Ashley Judd. Photograph: Lucy Nicholson/Reuters
Ashley Judd. Photograph: Lucy Nicholson/Reuters

Ashley Judd says she met man who raped her, as part of ‘restorative justice’ process

This article is more than 1 year old

In a podcast interview, the actor recalled her recovery process after the 1999 attack and the ‘restorative-justice conversation’ with her attacker

Ashley Judd has said that she met the man who raped her in 1999 and had a “restorative-justice conversation” with him.

Judd was speaking on the Healing With David Kessler podcast about the recovery process after the sexual assault, saying: “It was crazy-making because I knew better. I was very clear, my boundaries were intact. I was already an empowered, adult feminist woman. And that this could happen under these circumstances was unconscionable [and] unforeseen.”

She added: “I tried to find him and he surfaced very easily, and to make a long story short, we ended up in rocking chairs sitting by a creek together. And I said, ‘I’m very interested in hearing the story you’ve carried all these years.’ And we had a restorative-justice conversation about that.

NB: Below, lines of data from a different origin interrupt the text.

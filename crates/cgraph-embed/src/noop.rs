//! No-op embedder.
//!
//! Returns zero vectors for every input. The binary falls back to it when no
//! embedding endpoint is configured, so graph ingestion still runs.

use async_trait::async_trait;
use cgraph_core::{EmbedError, Embedder, EmbeddingOutput};

/// Default dimension of [`NoopEmbedder`].
pub const DEFAULT_DIMENSION: usize = 384;

/// No-op embedder that returns zero vectors.
///
/// ```rust
/// use cgraph_core::Embedder;
/// use cgraph_embed::NoopEmbedder;
///
/// # async fn example() -> Result<(), Box<dyn std::error::Error>> {
/// let embedder = NoopEmbedder::with_dimension(8);
/// let output = embedder.embed_one("Photosynthesis").await?;
/// assert_eq!(output.embedding, vec![0.0; 8]);
/// # Ok(())
/// # }
/// ```
pub struct NoopEmbedder {
    dimension: usize,
}

impl NoopEmbedder {
    /// Create a no-op embedder with the default dimension.
    #[must_use]
    pub fn new() -> Self {
        Self::with_dimension(DEFAULT_DIMENSION)
    }

    /// Create a no-op embedder with a custom dimension.
    #[must_use]
    pub fn with_dimension(dimension: usize) -> Self {
        Self { dimension }
    }
}

impl Default for NoopEmbedder {
    fn default() -> Self {
        Self::new()
    }
}

#[async_trait]
impl Embedder for NoopEmbedder {
    fn model_name(&self) -> &str {
        "noop"
    }

    fn dimension(&self) -> usize {
        self.dimension
    }

    async fn embed_text(&self, texts: &[&str]) -> Result<Vec<EmbeddingOutput>, EmbedError> {
        Ok(texts
            .iter()
            .map(|_| EmbeddingOutput {
                embedding: vec![0.0; self.dimension],
                token_count: 0,
            })
            .collect())
    }
}

#[cfg(test)]
mod tests {
    use super::*;

    #[test]
    fn test_noop_defaults() {
        let embedder = NoopEmbedder::default();
        assert_eq!(embedder.dimension(), DEFAULT_DIMENSION);
        assert_eq!(embedder.model_name(), "noop");
    }

    #[tokio::test]
    async fn test_noop_embed_text() {
        let embedder = NoopEmbedder::with_dimension(768);
        let outputs = embedder.embed_text(&["Cell", "Mitochondria"]).await.unwrap();

        assert_eq!(outputs.len(), 2);
        assert_eq!(outputs[1].embedding.len(), 768);
        assert!(outputs[0].embedding.iter().all(|&v| v == 0.0));
    }

    #[tokio::test]
    async fn test_noop_embed_empty() {
        let outputs = NoopEmbedder::new().embed_text(&[]).await.unwrap();
        assert!(outputs.is_empty());
    }
}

“I didn’t need anything from him, and it was just gravy that he made his amends and expressed his deep remorse, because healing from grief is an inside job.”

At the Women in the World Summit in 2019, Judd described herself as “a three-time rape survivor”, and said that one of the rapes had resulted in conception. She added: “I’m very thankful I was able to access safe and legal abortion because that rapist, who’s a Kentuckian – as am I, and I reside in Tennessee – has paternity rights in Kentucky and Tennessee. I would’ve had to co-parent with a rapist.”

Judd was one of the first people to speak out against Harvey Weinstein in October 2017, saying he had attempted to make her watch him shower. She subsequently sued him for sexual harassment and defamation. Weinstein denies he defamed Judd. Kessler asked her what advice her mother, the late singer Naomi Judd, had given her when she was contemplating talking publicly about Weinstein.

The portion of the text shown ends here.